The Art & Science of Prediction
The Signal & The Noise
By Nate Silver
The world has come a long way since the days of the printing press. Information is no longer a scarce commodity; we have more of it than we know what to do with. But relatively little of it is useful. We perceive it selectively, subjectively, and without much self-regard for the distortions that this causes. We think we want information when we really want knowledge. The signal is the truth. The noise is what distracts us form the truth.
The Author Himself
Nate Silver is an American statistician and writer. He founded the blog fivethirtyeight and rose to fame after predicting 49/50 states in the 2008 presidential election. However, he was not able to predict the winner of the 2016 election.
The Promise and Pitfalls of Big Data
Silver writes that the sheer amount of data is sometimes seen as a cure-all as computers were in the 1970s. Chris Anderson, the editor of Wired Magazine, wrote in 2008 that the sheet volume of data “would obviate the need for theory, and even the scientific method.” Chris argues that “ Who knows why people do what they do? The point is they do it, and we can track and measure it with unprecedented fidelity. With enough data, the numbers speak for themselves.” We will no longer need first a hypothesis and then a test.
However, Silver writes that he does not view it this way and that people are essential still in the forecasting process.
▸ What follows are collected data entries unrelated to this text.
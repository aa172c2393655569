//! The wiki site configuration.
//!
//! [`SiteConfig`] is the object handed to the static-site generator: the
//! site name, the navigation/sidebar tree and the theme switch settings.
//! The generator itself is not modeled; this module only loads, validates
//! and compares configurations.
//!
//! # Format
//!
//! YAML is the generator's native format; JSON is accepted as well. The
//! format is picked from the file extension.
//!
//! ```yaml
//! site_name: Course Wiki
//! nav:
//!   - title: Home
//!     path: index.md
//!   - title: Tasks
//!     children:
//!       - title: Calculator
//!         path: tasks/calculator.md
//! theme_switch:
//!   dark_class: dark-mode
//! ```
//!
//! # Validation
//!
//! [`SiteConfig::validate`] collects every problem rather than stopping at
//! the first one:
//!
//! - empty titles or page paths
//! - sections without children
//! - the same page path listed twice
//! - problems reported by [`ThemeConfig::problems`]

use std::collections::{BTreeSet, HashSet};
use std::path::Path;

use serde::{Deserialize, Serialize};

use crate::config::ThemeConfig;
use crate::error::{Error, Result};

/// One entry of the navigation tree: a page link or a section of entries.
///
/// An entry carrying both `path` and `children` matches neither form and is
/// rejected rather than silently losing its children.
#[derive(Debug, Clone, PartialEq, Eq, Serialize, Deserialize)]
#[serde(untagged)]
pub enum NavItem {
    Page(NavLink),
    Section(NavSection),
}

#[derive(Debug, Clone, PartialEq, Eq, Serialize, Deserialize)]
#[serde(deny_unknown_fields)]
pub struct NavLink {
    pub title: String,
    pub path: String,
}

#[derive(Debug, Clone, PartialEq, Eq, Serialize, Deserialize)]
#[serde(deny_unknown_fields)]
pub struct NavSection {
    pub title: String,
    pub children: Vec<NavItem>,
}

impl NavItem {
    pub fn page(title: impl Into<String>, path: impl Into<String>) -> Self {
        NavItem::Page(NavLink {
            title: title.into(),
            path: path.into(),
        })
    }

    pub fn section(title: impl Into<String>, children: Vec<NavItem>) -> Self {
        NavItem::Section(NavSection {
            title: title.into(),
            children,
        })
    }

    pub fn title(&self) -> &str {
        match self {
            NavItem::Page(link) => &link.title,
            NavItem::Section(section) => &section.title,
        }
    }
}

/// A page reached by walking the navigation tree.
#[derive(Debug, Clone, PartialEq, Eq)]
pub struct NavPage<'a> {
    /// Titles of the enclosing sections, outermost first.
    pub trail: Vec<&'a str>,
    pub title: &'a str,
    pub path: &'a str,
}

/// Configuration object consumed by the site generator.
///
/// Unknown keys are rejected so a misspelled block (`theme_swich:`) is
/// reported instead of falling back to defaults.
#[derive(Debug, Clone, PartialEq, Eq, Serialize, Deserialize)]
#[serde(deny_unknown_fields)]
pub struct SiteConfig {
    pub site_name: String,
    #[serde(default, skip_serializing_if = "Option::is_none")]
    pub site_url: Option<String>,
    #[serde(default)]
    pub nav: Vec<NavItem>,
    #[serde(default)]
    pub theme_switch: ThemeConfig,
}

impl SiteConfig {
    pub fn new(site_name: impl Into<String>) -> Self {
        Self {
            site_name: site_name.into(),
            site_url: None,
            nav: Vec::new(),
            theme_switch: ThemeConfig::default(),
        }
    }

    pub fn with_nav(mut self, nav: Vec<NavItem>) -> Self {
        self.nav = nav;
        self
    }

    pub fn from_yaml(source: &str) -> Result<Self> {
        Ok(serde_yaml::from_str(source)?)
    }

    pub fn from_json(source: &str) -> Result<Self> {
        Ok(serde_json::from_str(source)?)
    }

    /// Loads a configuration file, choosing the parser by extension.
    ///
    /// The loaded configuration is not validated; call [`validate`](Self::validate).
    pub fn load(path: impl AsRef<Path>) -> Result<Self> {
        let path = path.as_ref();
        let extension = path
            .extension()
            .and_then(|ext| ext.to_str())
            .unwrap_or_default()
            .to_ascii_lowercase();

        let parse: fn(&str) -> Result<Self> = match extension.as_str() {
            "yml" | "yaml" => Self::from_yaml,
            "json" => Self::from_json,
            _ => return Err(Error::UnsupportedFormat(extension)),
        };

        let source = std::fs::read_to_string(path).map_err(|source| Error::Io {
            path: path.to_path_buf(),
            source,
        })?;
        let config = parse(&source)?;
        tracing::debug!(path = %path.display(), pages = config.pages().len(), "loaded site config");
        Ok(config)
    }

    pub fn to_yaml(&self) -> Result<String> {
        Ok(serde_yaml::to_string(self)?)
    }

    /// All pages in navigation order.
    pub fn pages(&self) -> Vec<NavPage<'_>> {
        let mut pages = Vec::new();
        collect_pages(&self.nav, &mut Vec::new(), &mut pages);
        pages
    }

    /// Page paths listed here but missing from `other`, and the reverse.
    ///
    /// Useful for keeping near-duplicate configurations (one per deployment)
    /// in step.
    pub fn diff_nav(&self, other: &SiteConfig) -> NavDiff {
        let ours: BTreeSet<&str> = self.pages().into_iter().map(|p| p.path).collect();
        let theirs: BTreeSet<&str> = other.pages().into_iter().map(|p| p.path).collect();
        NavDiff {
            only_here: ours.difference(&theirs).map(|p| p.to_string()).collect(),
            only_there: theirs.difference(&ours).map(|p| p.to_string()).collect(),
        }
    }

    pub fn problems(&self) -> Vec<String> {
        let mut problems = Vec::new();
        if self.site_name.trim().is_empty() {
            problems.push("site_name is empty".to_string());
        }
        check_items(&self.nav, "nav", &mut problems);

        let mut seen = HashSet::new();
        for page in self.pages() {
            if !page.path.is_empty() && !seen.insert(page.path) {
                problems.push(format!("page '{}' is listed more than once", page.path));
            }
        }

        problems.extend(self.theme_switch.problems());
        problems
    }

    pub fn validate(&self) -> Result<()> {
        let problems = self.problems();
        if problems.is_empty() {
            Ok(())
        } else {
            Err(Error::Invalid(problems))
        }
    }
}

/// Result of [`SiteConfig::diff_nav`].
#[derive(Debug, Clone, Default, PartialEq, Eq)]
pub struct NavDiff {
    pub only_here: Vec<String>,
    pub only_there: Vec<String>,
}

impl NavDiff {
    pub fn is_empty(&self) -> bool {
        self.only_here.is_empty() && self.only_there.is_empty()
    }
}

fn collect_pages<'a>(items: &'a [NavItem], trail: &mut Vec<&'a str>, out: &mut Vec<NavPage<'a>>) {
    for item in items {
        match item {
            NavItem::Page(link) => out.push(NavPage {
                trail: trail.clone(),
                title: &link.title,
                path: &link.path,
            }),
            NavItem::Section(section) => {
                trail.push(&section.title);
                collect_pages(&section.children, trail, out);
                trail.pop();
            }
        }
    }
}

fn check_items(items: &[NavItem], location: &str, problems: &mut Vec<String>) {
    for (idx, item) in items.iter().enumerate() {
        let here = format!("{location}[{idx}]");
        if item.title().trim().is_empty() {
            problems.push(format!("{here} has an empty title"));
        }
        match item {
            NavItem::Page(link) => {
                if link.path.trim().is_empty() {
                    problems.push(format!("{here} has an empty path"));
                }
            }
            NavItem::Section(section) => {
                if section.children.is_empty() {
                    problems.push(format!("{here} is a section without children"));
                }
                check_items(&section.children, &here, problems);
            }
        }
    }
}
“This book is an investigation of data-driven predictions in fields ranging from baseball to finance to national security.”
Humans vs Data
Humans are not the fastest, strongest or most agile of any animal. However, Humans have a special capacity for detecting patterns. A newborn baby can recognize basic patterns like a face with this being learned through evolution. However, people can also find patterns within the noise which are not true while we are also prone to biases.
Silver writes that information overload can lead to negative consequences. For example, a study in Nature found that the more information that strong political partisans were about global warming, the less they agreed with each other — the additional information did not bring them all closer to the truth.
As the sheer volume of data is increasing so to is the noise with “noise increasing faster than the signal…There are so many hypotheses to test, so many data sets to mine-but a relatively constant amount of objective truth”.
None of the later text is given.